There shall be.—These words are not in the Hebrew, and the verse describes, not the judgment of Jehovah on the state of Israel, but that state itself. There are no grapes on the vine, no figs on the fig-tree, the leaf fadeth. The words are figurative rather than literal, after the manner of Jeremiah 2:21; Isaiah 5:2. Israel is a degenerate vine, a barren fig-tree. Here, again, we find an echo of the teaching of Jeremiah in that of Jesus (Matthew 21:19; Luke 13:6-9). In Micah 7:1 we have another example of the same figurative language.

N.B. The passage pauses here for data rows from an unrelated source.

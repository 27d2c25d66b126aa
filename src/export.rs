use std::{
    io::Cursor,
    path::{Path, PathBuf},
};

use base64::{Engine as _, engine::general_purpose};

use crate::{
    assets::decode::unpremultiply_rgba8_in_place,
    editor::session::EditorSession,
    foundation::error::{CoverError, CoverResult},
    render::{
        FrameRGBA, RenderBackend,
        cpu::CpuBackend,
        pipeline::render_frame,
        plan::RenderSettings,
    },
};

#[derive(Clone, Debug, PartialEq, Eq)]
pub struct Export {
    pub file_name: String,
    pub width: u32,
    pub height: u32,
    pub png: Vec<u8>,
}

impl Export {
    /// `data:image/png;base64,...`
    pub fn to_data_uri(&self) -> String {
        format!(
            "data:image/png;base64,{}",
            general_purpose::STANDARD.encode(&self.png)
        )
    }

    /// Write the PNG. An existing directory, or a path ending in a separator,
    /// receives `file_name` inside it; any other path is used as the file
    /// path. Missing directories are created.
    pub fn write_to(&self, dest: impl AsRef<Path>) -> CoverResult<PathBuf> {
        let dest = dest.as_ref();
        let names_dir = dest
            .as_os_str()
            .to_string_lossy()
            .chars()
            .next_back()
            .is_some_and(std::path::is_separator);
        let path = if names_dir || dest.is_dir() {
            dest.join(&self.file_name)
        } else {
            dest.to_path_buf()
        };
        ensure_parent_dir(&path)?;
        std::fs::write(&path, &self.png).map_err(|e| {
            CoverError::export(format!("write png '{}': {e}", path.display()))
        })?;
        tracing::info!(path = %path.display(), bytes = self.png.len(), "export written");
        Ok(path)
    }
}

pub fn ensure_parent_dir(path: &Path) -> CoverResult<()> {
    if let Some(parent) = path.parent()
        && !parent.as_os_str().is_empty()
    {
        std::fs::create_dir_all(parent).map_err(|e| {
            CoverError::export(format!("create output dir '{}': {e}", parent.display()))
        })?;
    }
    Ok(())
}

pub fn encode_png(frame: &FrameRGBA) -> CoverResult<Vec<u8>> {
    let mut data = frame.data.clone();
    if frame.premultiplied {
        unpremultiply_rgba8_in_place(&mut data);
    }
    let img = image::RgbaImage::from_raw(frame.width, frame.height, data)
        .ok_or_else(|| CoverError::export("frame buffer does not match its dimensions"))?;

    let mut png = Vec::new();
    image::DynamicImage::ImageRgba8(img)
        .write_to(&mut Cursor::new(&mut png), image::ImageFormat::Png)
        .map_err(|e| CoverError::export(format!("encode png: {e}")))?;
    Ok(png)
}

#[tracing::instrument(skip(session, backend))]
pub fn export_with(
    session: &EditorSession,
    backend: &mut dyn RenderBackend,
    settings: &RenderSettings,
) -> CoverResult<Export> {
    let frame = render_frame(session, backend, settings)?;
    let png = encode_png(&frame)?;
    Ok(Export {
        file_name: session.config().export_file_name.clone(),
        width: frame.width,
        height: frame.height,
        png,
    })
}

pub fn export(session: &EditorSession) -> CoverResult<Export> {
    let settings = RenderSettings::from_config(session.config());
    export_with(session, &mut CpuBackend::new(), &settings)
}

#[cfg(test)]
mod tests {
    use super::*;

    #[test]
    fn data_uri_has_png_prefix_and_roundtrips() {
        let e = Export {
            file_name: "cover-design.png".to_string(),
            width: 1,
            height: 1,
            png: vec![0x89, b'P', b'N', b'G'],
        };
        let uri = e.to_data_uri();
        let b64 = uri.strip_prefix("data:image/png;base64,").unwrap();
        assert_eq!(general_purpose::STANDARD.decode(b64).unwrap(), e.png);
    }

    #[test]
    fn encode_png_unpremultiplies() {
        let frame = FrameRGBA {
            width: 1,
            height: 1,
            data: vec![64, 0, 0, 128],
            premultiplied: true,
        };
        let png = encode_png(&frame).unwrap();
        let back = image::load_from_memory(&png).unwrap().to_rgba8();
        let px = back.get_pixel(0, 0).0;
        assert_eq!(px[3], 128);
        assert!((i32::from(px[0]) - 128).abs() <= 1, "{px:?}");
    }

    #[test]
    fn encode_png_rejects_short_buffer() {
        let frame = FrameRGBA {
            width: 2,
            height: 2,
            data: vec![0; 4],
            premultiplied: false,
        };
        assert!(matches!(encode_png(&frame), Err(CoverError::Export(_))));
    }

    #[test]
    fn blank_session_exports_stage_times_ratio() {
        let s = EditorSession::default();
        let e = export(&s).unwrap();
        assert_eq!(e.file_name, "cover-design.png");
        assert_eq!((e.width, e.height), (900, 1800));
        let img = image::load_from_memory(&e.png).unwrap();
        assert_eq!((img.width(), img.height()), (900, 1800));
    }
}
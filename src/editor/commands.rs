use crate::{
    editor::{
        session::EditorSession,
        shapes::{ShapeField, ShapeId, ShapeType},
    },
    foundation::core::StageConfig,
    foundation::error::CoverResult,
    render::plan::ClipMask,
};

/// A user intent, as the editor controls would emit it.
///
/// Serialized as `{"op": "add_shape", "shape": "circle"}` and so on, which is
/// the form design documents store.
#[derive(Clone, Debug, PartialEq, serde::Serialize, serde::Deserialize)]
#[serde(tag = "op", rename_all = "snake_case")]
pub enum EditorCommand {
    SetStage { width: u32, height: u32 },
    MoveImage { x: f64, y: f64 },
    SetScale { scale: f64 },
    ZoomWheel { delta_y: f64 },
    SetRotation { degrees: f64 },
    RotateLeft,
    RotateRight,
    AddShape { shape: ShapeType },
    UpdateShape {
        id: ShapeId,
        field: ShapeField,
        value: String,
    },
    RemoveShape { id: ShapeId },
    SelectShape { id: Option<ShapeId> },
    SetClip { clip: Option<ClipMask> },
}

#[derive(Clone, Copy, Debug, PartialEq)]
pub enum CommandOutcome {
    Applied,
    ShapeAdded(ShapeId),
    /// Nothing changed, typically because the target id does not exist.
    NoOp,
}

impl EditorSession {
    /// Apply one command. Errors leave the session unchanged.
    pub fn apply(&mut self, cmd: &EditorCommand) -> CoverResult<CommandOutcome> {
        tracing::debug!(?cmd, "apply");
        match cmd {
            EditorCommand::SetStage { width, height } => {
                self.set_stage(StageConfig::new(*width, *height)?)?;
            }
            EditorCommand::MoveImage { x, y } => {
                let (img, _) = self.require_image_mut()?;
                img.set_position(*x, *y)?;
            }
            EditorCommand::SetScale { scale } => {
                let (img, cfg) = self.require_image_mut()?;
                img.set_scale(*scale, cfg)?;
            }
            EditorCommand::ZoomWheel { delta_y } => {
                let (img, cfg) = self.require_image_mut()?;
                img.zoom_wheel(*delta_y, cfg)?;
            }
            EditorCommand::SetRotation { degrees } => {
                let (img, _) = self.require_image_mut()?;
                img.set_rotation(*degrees)?;
            }
            EditorCommand::RotateLeft => {
                let (img, cfg) = self.require_image_mut()?;
                img.rotate_left(cfg);
            }
            EditorCommand::RotateRight => {
                let (img, cfg) = self.require_image_mut()?;
                img.rotate_right(cfg);
            }
            EditorCommand::AddShape { shape } => {
                let defaults = self.config().shape_defaults;
                let id = self.shapes_mut().add(*shape, &defaults);
                return Ok(CommandOutcome::ShapeAdded(id));
            }
            EditorCommand::UpdateShape { id, field, value } => {
                if !self.shapes_mut().update(*id, *field, value)? {
                    return Ok(CommandOutcome::NoOp);
                }
            }
            EditorCommand::RemoveShape { id } => {
                let had_selection = self.shapes().selected().is_some();
                if !self.shapes_mut().remove(*id) && !had_selection {
                    return Ok(CommandOutcome::NoOp);
                }
            }
            EditorCommand::SelectShape { id } => {
                if !self.shapes_mut().select(*id) {
                    return Ok(CommandOutcome::NoOp);
                }
            }
            EditorCommand::SetClip { clip } => {
                self.set_clip(*clip)?;
            }
        }
        Ok(CommandOutcome::Applied)
    }

    pub fn apply_all<'a>(
        &mut self,
        cmds: impl IntoIterator<Item = &'a EditorCommand>,
    ) -> CoverResult<Vec<CommandOutcome>> {
        cmds.into_iter().map(|c| self.apply(c)).collect()
    }
}
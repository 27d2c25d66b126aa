use std::path::{Path, PathBuf};

use anyhow::Context as _;
use clap::{Parser, Subcommand};

#[derive(Parser, Debug)]
#[command(name = "coverkit", version)]
struct Cli {
    #[command(subcommand)]
    cmd: Command,
}

#[derive(Subcommand, Debug)]
enum Command {
    /// Render a design document and export it as PNG.
    Export(ExportArgs),
    /// Write a starter design document.
    Init(InitArgs),
}

#[derive(Parser, Debug)]
struct ExportArgs {
    /// Input design JSON. Image paths inside it are resolved relative to this file.
    #[arg(long = "in", visible_alias = "design")]
    in_path: PathBuf,

    /// Output PNG path, or a directory to receive `cover-design.png`.
    /// Defaults to the design's directory.
    #[arg(long)]
    out: Option<PathBuf>,

    /// Override the export pixel ratio.
    #[arg(long)]
    pixel_ratio: Option<f64>,

    /// Print a `data:image/png;base64,...` URI to stdout instead of writing a file.
    #[arg(long)]
    data_uri: bool,
}

#[derive(Parser, Debug)]
struct InitArgs {
    /// Where to write the design JSON.
    #[arg(long)]
    out: PathBuf,

    /// Replace an existing file.
    #[arg(long)]
    force: bool,

    /// Start from the 300x600 phone-case preset with camera-lens guides.
    #[arg(long)]
    phone_camera: bool,
}

fn main() -> anyhow::Result<()> {
    tracing_subscriber::fmt()
        .with_env_filter(
            tracing_subscriber::EnvFilter::try_from_default_env()
                .unwrap_or_else(|_| tracing_subscriber::EnvFilter::new("warn")),
        )
        .with_writer(std::io::stderr)
        .init();

    let cli = Cli::parse();
    match cli.cmd {
        Command::Export(args) => cmd_export(args),
        Command::Init(args) => cmd_init(args),
    }
}

fn cmd_export(args: ExportArgs) -> anyhow::Result<()> {
    let mut doc = coverkit::DesignDocument::load(&args.in_path)
        .with_context(|| format!("load design '{}'", args.in_path.display()))?;
    if let Some(ratio) = args.pixel_ratio {
        doc.config.pixel_ratio = ratio;
    }

    let assets_root = match args.in_path.parent() {
        Some(p) if !p.as_os_str().is_empty() => p,
        _ => Path::new("."),
    };
    let session = doc
        .build_session(assets_root)
        .with_context(|| "build editor session")?;

    let export = coverkit::export(&session).with_context(|| "export design")?;

    if args.data_uri {
        println!("{}", export.to_data_uri());
        return Ok(());
    }

    let dest = args.out.unwrap_or_else(|| assets_root.to_path_buf());
    let written = export.write_to(&dest)?;
    eprintln!(
        "wrote {} ({}x{})",
        written.display(),
        export.width,
        export.height
    );
    Ok(())
}

fn cmd_init(args: InitArgs) -> anyhow::Result<()> {
    if args.out.exists() && !args.force {
        anyhow::bail!(
            "'{}' already exists (pass --force to overwrite)",
            args.out.display()
        );
    }
    coverkit::ensure_parent_dir(&args.out)?;
    let config = if args.phone_camera {
        coverkit::EditorConfig::phone_camera()
    } else {
        coverkit::EditorConfig::default()
    };
    let json = coverkit::DesignDocument::starter_with(config).to_json_pretty()?;
    std::fs::write(&args.out, json)
        .with_context(|| format!("write design '{}'", args.out.display()))?;
    eprintln!("wrote {}", args.out.display());
    Ok(())
}
use crate::{
    editor::session::EditorSession,
    foundation::error::CoverResult,
    render::{
        FrameRGBA, RenderBackend,
        plan::{RenderSettings, compile_scene},
    },
};

/// Compile and render the session's current composite.
///
/// Pipeline:
/// 1. [`compile_scene`]: session state to a device-space [`RenderPlan`](crate::RenderPlan)
/// 2. [`RenderBackend::render_plan`]: plan to premultiplied RGBA8
#[tracing::instrument(skip(session, backend), fields(shapes = session.shapes().len()))]
pub fn render_frame(
    session: &EditorSession,
    backend: &mut dyn RenderBackend,
    settings: &RenderSettings,
) -> CoverResult<FrameRGBA> {
    let plan = compile_scene(session, settings)?;
    tracing::debug!(
        width = plan.width,
        height = plan.height,
        ops = plan.ops.len(),
        "render plan compiled"
    );
    backend.render_plan(&plan)
}

/// Render at 1:1 density with the session's own settings, as an on-screen
/// stage would show it.
pub fn render_preview(
    session: &EditorSession,
    backend: &mut dyn RenderBackend,
) -> CoverResult<FrameRGBA> {
    let settings = RenderSettings::from_config(session.config()).preview();
    render_frame(session, backend, &settings)
}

The things that I have given them . . .—The words have been differently rendered, (1) I gave them that which they transgressi.e., the divine law of righteousness; and (2) therefore I will appoint those that shall pass over themi.e., the invaders who shall overrun their country. The former seems on the whole best suited to the context.

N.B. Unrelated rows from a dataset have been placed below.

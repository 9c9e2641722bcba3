use crate::lexer::Position;
use std::fmt;
use std::rc::Rc;

/// Statements are reference counted so that debug checkpoints and function
/// records can hold on to them without borrowing the program.
#[derive(Debug, Clone, Default)]
pub struct Program {
    pub statements: Vec<Rc<Stmt>>,
}

impl Program {
    pub fn new() -> Self {
        Self::default()
    }

    pub fn is_empty(&self) -> bool {
        self.statements.is_empty()
    }
}

impl fmt::Display for Program {
    fn fmt(&self, f: &mut fmt::Formatter) -> fmt::Result {
        for (i, stmt) in self.statements.iter().enumerate() {
            if i > 0 {
                writeln!(f)?;
            }
            write!(f, "{}", stmt)?;
        }
        Ok(())
    }
}

/// A braced statement list: bodies of `if`, `while` and `func`.
#[derive(Debug, Clone)]
pub struct Block {
    pub statements: Vec<Rc<Stmt>>,
    pub position: Position,
}

impl fmt::Display for Block {
    fn fmt(&self, f: &mut fmt::Formatter) -> fmt::Result {
        write!(f, "{{")?;
        for stmt in &self.statements {
            write!(f, " {}", stmt)?;
        }
        write!(f, " }}")
    }
}

/// The three declarable primitive types.
#[derive(Debug, Clone, Copy, PartialEq, Eq)]
pub enum TypeAnnotation {
    Number,
    String,
    Bool,
}

impl TypeAnnotation {
    /// Runtime tag name the annotation must match.
    pub fn type_name(&self) -> &'static str {
        match self {
            TypeAnnotation::Number => "NUMBER",
            TypeAnnotation::String => "STRING",
            TypeAnnotation::Bool => "BOOL",
        }
    }

    pub fn keyword(&self) -> &'static str {
        match self {
            TypeAnnotation::Number => "number",
            TypeAnnotation::String => "string",
            TypeAnnotation::Bool => "bool",
        }
    }
}

#[derive(Debug, Clone)]
pub enum Stmt {
    Let {
        name: String,
        annotation: TypeAnnotation,
        value: Option<Expr>,
        position: Position,
    },
    Assign {
        name: String,
        value: Expr,
        position: Position,
    },
    Return {
        value: Expr,
        position: Position,
    },
    Expression {
        expr: Expr,
        position: Position,
    },
    Block(Block),
    If {
        condition: Expr,
        consequence: Rc<Block>,
        alternative: Option<Rc<Block>>,
        position: Position,
    },
    While {
        condition: Expr,
        body: Rc<Block>,
        position: Position,
    },
    Function {
        name: String,
        parameters: Rc<[String]>,
        body: Rc<Block>,
        position: Position,
    },
}

impl Stmt {
    /// Position of the token that introduced the statement.
    pub fn position(&self) -> Position {
        match self {
            Stmt::Let { position, .. }
            | Stmt::Assign { position, .. }
            | Stmt::Return { position, .. }
            | Stmt::Expression { position, .. }
            | Stmt::If { position, .. }
            | Stmt::While { position, .. }
            | Stmt::Function { position, .. } => *position,
            Stmt::Block(block) => block.position,
        }
    }

    pub fn line(&self) -> usize {
        self.position().line
    }
}

impl fmt::Display for Stmt {
    fn fmt(&self, f: &mut fmt::Formatter) -> fmt::Result {
        match self {
            Stmt::Let {
                name,
                annotation,
                value: Some(value),
                ..
            } => write!(f, "let {}: {} = {};", name, annotation.keyword(), value),
            Stmt::Let {
                name,
                annotation,
                value: None,
                ..
            } => write!(f, "let {}: {};", name, annotation.keyword()),
            Stmt::Assign { name, value, .. } => write!(f, "{} = {};", name, value),
            Stmt::Return { value, .. } => write!(f, "return {};", value),
            Stmt::Expression { expr, .. } => write!(f, "{}", expr),
            Stmt::Block(block) => write!(f, "{}", block),
            Stmt::If {
                condition,
                consequence,
                alternative,
                ..
            } => {
                write!(f, "if ({}) {}", condition, consequence)?;
                if let Some(alternative) = alternative {
                    write!(f, " else {}", alternative)?;
                }
                Ok(())
            }
            Stmt::While {
                condition, body, ..
            } => write!(f, "while ({}) {}", condition, body),
            Stmt::Function {
                name,
                parameters,
                body,
                ..
            } => write!(f, "func {}({}) {}", name, parameters.join(", "), body),
        }
    }
}

#[derive(Debug, Clone, PartialEq)]
pub enum Expr {
    /// Plain or dotted name (`x`, `Obniz.LED.ON`).
    Identifier(String),
    Number(f64),
    String(String),
    Boolean(bool),
    Prefix {
        operator: PrefixOp,
        right: Box<Expr>,
    },
    Infix {
        left: Box<Expr>,
        operator: InfixOp,
        right: Box<Expr>,
    },
    Call {
        function: Box<Expr>,
        arguments: Vec<Expr>,
    },
}

/// Fully parenthesized rendering, used for diagnostics and tests.
impl fmt::Display for Expr {
    fn fmt(&self, f: &mut fmt::Formatter) -> fmt::Result {
        match self {
            Expr::Identifier(name) => write!(f, "{}", name),
            Expr::Number(n) => write!(f, "{}", n),
            Expr::String(s) => write!(f, "\"{}\"", s),
            Expr::Boolean(b) => write!(f, "{}", b),
            Expr::Prefix { operator, right } => write!(f, "({}{})", operator, right),
            Expr::Infix {
                left,
                operator,
                right,
            } => write!(f, "({} {} {})", left, operator, right),
            Expr::Call {
                function,
                arguments,
            } => {
                write!(f, "{}(", function)?;
                for (i, argument) in arguments.iter().enumerate() {
                    if i > 0 {
                        write!(f, ", ")?;
                    }
                    write!(f, "{}", argument)?;
                }
                write!(f, ")")
            }
        }
    }
}

#[derive(Debug, Clone, Copy, PartialEq, Eq)]
pub enum PrefixOp {
    Not,
    Negate,
}

impl PrefixOp {
    pub fn symbol(self) -> &'static str {
        match self {
            PrefixOp::Not => "!",
            PrefixOp::Negate => "-",
        }
    }
}

impl fmt::Display for PrefixOp {
    fn fmt(&self, f: &mut fmt::Formatter) -> fmt::Result {
        write!(f, "{}", self.symbol())
    }
}

#[derive(Debug, Clone, Copy, PartialEq, Eq)]
pub enum InfixOp {
    Add,
    Subtract,
    Multiply,
    Divide,
    Equal,
    NotEqual,
    Less,
    LessEqual,
    Greater,
    GreaterEqual,
}

impl InfixOp {
    pub fn symbol(self) -> &'static str {
        match self {
            InfixOp::Add => "+",
            InfixOp::Subtract => "-",
            InfixOp::Multiply => "*",
            InfixOp::Divide => "/",
            InfixOp::Equal => "==",
            InfixOp::NotEqual => "!=",
            InfixOp::Less => "<",
            InfixOp::LessEqual => "<=",
            InfixOp::Greater => ">",
            InfixOp::GreaterEqual => ">=",
        }
    }
}

impl fmt::Display for InfixOp {
    fn fmt(&self, f: &mut fmt::Formatter) -> fmt::Result {
        write!(f, "{}", self.symbol())
    }
}
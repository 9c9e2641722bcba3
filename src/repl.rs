use crate::environment::Environment;
use crate::error::{report_parse_errors, report_runtime_error};
use crate::evaluator::Evaluator;
use crate::runner::{evaluate, read_stdin_line};
use crate::value::Value;
use std::io::{self, Write};

/// Interactive loop. Bindings and functions persist between lines.
pub async fn start(mut evaluator: Evaluator) {
    println!("steplang v{}", env!("CARGO_PKG_VERSION"));
    println!("Type 'exit' or press Ctrl+C to quit");
    println!();

    let env = Environment::new();

    loop {
        print!("> ");
        if let Err(error) = io::stdout().flush() {
            tracing::warn!(%error, "failed to flush prompt");
        }

        let line = match read_stdin_line().await {
            Some(line) => line,
            None => {
                // EOF reached (Ctrl+D or piped input ended)
                println!();
                break;
            }
        };

        let line = line.trim();
        if line.is_empty() {
            continue;
        }
        if line == "exit" || line == "quit" {
            println!("Goodbye!");
            break;
        }

        match evaluate(line, &mut evaluator, &env).await {
            Ok(Value::Error(message)) => report_runtime_error(&message, line, None),
            Ok(Value::Null) => {}
            Ok(value) => println!("{}", value),
            Err(errors) => report_parse_errors(&errors, line, None),
        }
    }
}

Why do we sit still? assemble yourselves, and let us enter into the defenced cities, and let us be silent there: for the LORD our God hath put us to silence, and given us water of gall to drink, because we have sinned against the LORD.
(14) Why do we sit still? . . .—The cry of the people in answer to the threatening of Jehovah is brought in by the prophet with a startling dramatic vividness. They are ready to flee into the defenced cities, as the prophet had told them in Jeremiah 4:5, but it is without hope. They are going into the silence as of death, for to that silence Jehovah himself has brought them.

Water of gall.—The idea implied is that of poison as well as bitterness. It is uncertain what the “gall-plant” was; possibly, from its connection with “grapes” or “clusters,” as in Deuteronomy 32:32, belladonna or colocynth is meant. Others have suggested the poppy, and this is in part confirmed by the narcotic properties implied in Matthew 27:34. In Deuteronomy 29:18 it is joined with “wormwood.”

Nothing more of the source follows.